* _REQUIREMENT_: Which lines of the records below contain the word "BufReader"? Report each of them in full.

* _DATA SUPPLIED_:
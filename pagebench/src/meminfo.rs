use std::{
    fs::{self, File},
    io::{self, BufRead, BufReader},
    path::Path,
};

use once_cell::sync::OnceCell;
use tracing::debug;

pub(crate) const MEMINFO: &str = "/proc/meminfo";
pub(crate) const HUGEPAGES_DIR: &str = "/sys/kernel/mm/hugepages";

const HUGE_PAGES_TOTAL: &str = "HugePages_Total:";
const HUGE_PAGE_SIZE: &str = "Hugepagesize:";

/// Returns the system page size.
pub(crate) fn default_page_size() -> usize {
    static PAGE_SIZE: OnceCell<usize> = OnceCell::new();
    *PAGE_SIZE.get_or_init(|| {
        let ret = unsafe { libc::sysconf(libc::_SC_PAGESIZE) };
        if ret <= 0 {
            panic!("unable to find page size: {}", io::Error::last_os_error());
        }
        ret as usize
    })
}

#[derive(Debug, Clone, Copy, PartialEq, Eq)]
pub(crate) struct SystemPageInfo {
    pub(crate) default_page_size: usize,
    pub(crate) huge_pages_enabled: bool,
    pub(crate) huge_page_size: Option<usize>,
}

impl SystemPageInfo {
    /// Reads huge page facts from `meminfo` and the page size from sysconf.
    /// An unreadable source is treated as if no key was present.
    pub(crate) fn probe(meminfo: &Path) -> Self {
        let facts = match File::open(meminfo) {
            Ok(file) => MemInfo::parse(BufReader::new(file)),
            Err(err) => {
                debug!("unable to open {}: {}", meminfo.display(), err);
                MemInfo::default()
            }
        };
        facts.with_page_size(default_page_size())
    }
}

/// The two keys of /proc/meminfo that matter for huge pages.
#[derive(Debug, Default, Clone, Copy, PartialEq, Eq)]
pub(crate) struct MemInfo {
    huge_pages_total: Option<u64>,
    huge_page_size_kb: Option<u64>,
}

impl MemInfo {
    pub(crate) fn parse(reader: impl BufRead) -> Self {
        let mut info = MemInfo::default();
        for line in reader.lines() {
            let line = match line {
                Ok(line) => line,
                Err(err) => {
                    debug!("reading meminfo: {}", err);
                    break;
                }
            };
            // example format
            // HugePages_Total:       0
            // Hugepagesize:       2048 kB
            let mut parts = line.split_whitespace();
            let (Some(key), Some(value)) = (parts.next(), parts.next()) else {
                continue;
            };
            let slot = match key {
                HUGE_PAGES_TOTAL => &mut info.huge_pages_total,
                HUGE_PAGE_SIZE => &mut info.huge_page_size_kb,
                _ => continue,
            };
            // first occurrence wins
            if slot.is_some() {
                continue;
            }
            match value.parse::<u64>() {
                Ok(value) => *slot = Some(value),
                Err(err) => debug!("invalid value {:?} for {}: {}", value, key, err),
            }
        }
        info
    }

    pub(crate) fn huge_pages_enabled(&self) -> bool {
        self.huge_pages_total.map_or(false, |total| total > 0)
    }

    pub(crate) fn huge_page_size(&self) -> Option<usize> {
        self.huge_page_size_kb
            .filter(|&kb| kb > 0)
            .and_then(|kb| usize::try_from(kb).ok())
            .and_then(|kb| kb.checked_mul(1024))
    }

    pub(crate) fn with_page_size(&self, default_page_size: usize) -> SystemPageInfo {
        SystemPageInfo {
            default_page_size,
            huge_pages_enabled: self.huge_pages_enabled(),
            huge_page_size: self.huge_page_size(),
        }
    }
}

/// Lists huge page sizes the kernel exposes as `hugepages-<N>kB` directories, in ascending order.
pub(crate) fn supported_huge_page_sizes(dir: &Path) -> Vec<usize> {
    let entries = match fs::read_dir(dir) {
        Ok(entries) => entries,
        Err(err) => {
            debug!("unable to list {}: {}", dir.display(), err);
            return vec![];
        }
    };
    let mut sizes = entries
        .filter_map(|entry| entry.ok())
        .filter_map(|entry| {
            let name = entry.file_name();
            let kb = name
                .to_str()?
                .strip_prefix("hugepages-")?
                .strip_suffix("kB")?
                .parse::<usize>()
                .ok()?;
            kb.checked_mul(1024)
        })
        .collect::<Vec<_>>();
    sizes.sort_unstable();
    sizes
}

* _SOLUTION FOR THIS PROBLEM_:
    io::{self, BufRead, BufReader},
            Ok(file) => MemInfo::parse(BufReader::new(file)),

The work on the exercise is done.